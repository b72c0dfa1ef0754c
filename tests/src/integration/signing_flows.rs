//! # Signing Flows
//!
//! An unsigned transaction built by a wallet goes through hashing, signing,
//! verification and broadcast.

#[cfg(test)]
mod tests {
    use nsg_01_tx_signer::{
        decode_raw_transaction, submit_raw_transaction, transaction_hash, transaction_id,
        Ed25519KeyPair, SignerError, TransactionSigner,
    };
    use nsg_types::{MockChainClient, Transaction, TxType};

    fn unsigned(keypair: &Ed25519KeyPair) -> Transaction {
        Transaction {
            tx_type: TxType::Transfer,
            timestamp: 59_049_090,
            sender_id: "NSender".into(),
            recipient_id: "NDt9qnAHnFAuP8T9GbzQ2o8UaacQscAcU2".into(),
            amount: 123_456,
            fee: 1_000_000,
            message: "hello".into(),
            sender_public_key: keypair.public_key().to_hex(),
            ..Default::default()
        }
    }

    #[tokio::test]
    async fn test_sign_combine_submit() {
        let keypair = Ed25519KeyPair::from_seed([0x11; 32]);
        let signer = TransactionSigner::new();
        let tx = unsigned(&keypair);
        let empty_json = serde_json::to_string(&tx).unwrap();

        let hash = transaction_hash(&tx).unwrap();
        let signature = signer
            .sign_transaction_hash(&hash, &*keypair.to_seed())
            .unwrap();
        let combined = signer
            .verify_and_combine(
                &empty_json,
                &hash,
                signature.as_bytes(),
                keypair.public_key().as_bytes(),
            )
            .unwrap();

        // the id is the hash of the signed transaction
        assert_eq!(
            combined.transaction.id,
            transaction_id(&combined.transaction).unwrap()
        );
        assert_eq!(decode_raw_transaction(&combined.raw_hex).unwrap(), combined.transaction);

        let client = MockChainClient::new();
        let txid = submit_raw_transaction(&client, &combined.raw_hex, 3).await.unwrap();

        assert_eq!(txid, combined.transaction.id);
        let sent: Transaction = serde_json::from_str(&client.broadcasts()[0]).unwrap();
        assert_eq!(sent.signature, hex::encode(signature.as_bytes()));
    }

    #[tokio::test]
    async fn test_wrong_key_is_rejected_before_broadcast() {
        let keypair = Ed25519KeyPair::from_seed([0x11; 32]);
        let other = Ed25519KeyPair::from_seed([0x22; 32]);
        let signer = TransactionSigner::new();
        let tx = unsigned(&keypair);
        let hash = transaction_hash(&tx).unwrap();
        let signature = other.sign(&hash);

        let result = signer.verify_and_combine(
            &serde_json::to_string(&tx).unwrap(),
            &hash,
            signature.as_bytes(),
            keypair.public_key().as_bytes(),
        );

        assert!(matches!(result, Err(SignerError::VerificationError)));
    }
}
//! # Scanner Configuration

use nsg_03_tx_extraction::config::DEFAULT_MAX_EXTRACTING;
use nsg_03_tx_extraction::PipelineConfig;
use serde::{Deserialize, Serialize};
use std::time::Duration;

/// Block scanner configuration.
#[derive(Clone, Debug, Serialize, Deserialize)]
pub struct ScannerConfig {
    /// Chain symbol; also the store namespace.
    pub symbol: String,
    /// Decimal exponent of the base currency.
    pub decimals: u32,
    /// Maximum concurrent extraction units per block.
    pub max_extracting: usize,
    /// Upper bound on waiting for a block's extraction results, in seconds.
    pub stall_timeout_secs: u64,
    /// Interval between scan passes, in seconds.
    pub scan_period_secs: u64,
    /// Re-extract heights with unscan records once caught up.
    pub rescan_failed: bool,
}

impl Default for ScannerConfig {
    fn default() -> Self {
        Self {
            symbol: nsg_types::SYMBOL.to_string(),
            decimals: nsg_types::DECIMALS,
            max_extracting: DEFAULT_MAX_EXTRACTING,
            stall_timeout_secs: 120,
            scan_period_secs: 10,
            rescan_failed: true,
        }
    }
}

impl ScannerConfig {
    /// Create a config for testing (fast ticks, short stall timeout).
    pub fn for_testing() -> Self {
        Self {
            max_extracting: 4,
            stall_timeout_secs: 2,
            scan_period_secs: 1,
            ..Self::default()
        }
    }

    /// Scan period as a duration.
    pub fn scan_period(&self) -> Duration {
        Duration::from_secs(self.scan_period_secs.max(1))
    }

    /// Configuration handed to the extraction pipeline.
    pub fn pipeline_config(&self) -> PipelineConfig {
        PipelineConfig {
            symbol: self.symbol.clone(),
            decimals: self.decimals,
            max_extracting: self.max_extracting,
            stall_timeout_secs: self.stall_timeout_secs,
        }
    }
}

——

▸ **EXERCISE OBJECTIVE**
Look through the data above and return exactly the lines from the one that contains "let signature = other.sign(&hash);" to the one that contains "Block scanner configuration.", inclusive, with nothing else.

▸ **PROBLEM SOLUTION**
        let signature = other.sign(&hash);

        let result = signer.verify_and_combine(
            &serde_json::to_string(&tx).unwrap(),
            &hash,
            signature.as_bytes(),
            keypair.public_key().as_bytes(),
        );

        assert!(matches!(result, Err(SignerError::VerificationError)));
    }
}
//! # Scanner Configuration

use nsg_03_tx_extraction::config::DEFAULT_MAX_EXTRACTING;
use nsg_03_tx_extraction::PipelineConfig;
use serde::{Deserialize, Serialize};
use std::time::Duration;

/// Block scanner configuration.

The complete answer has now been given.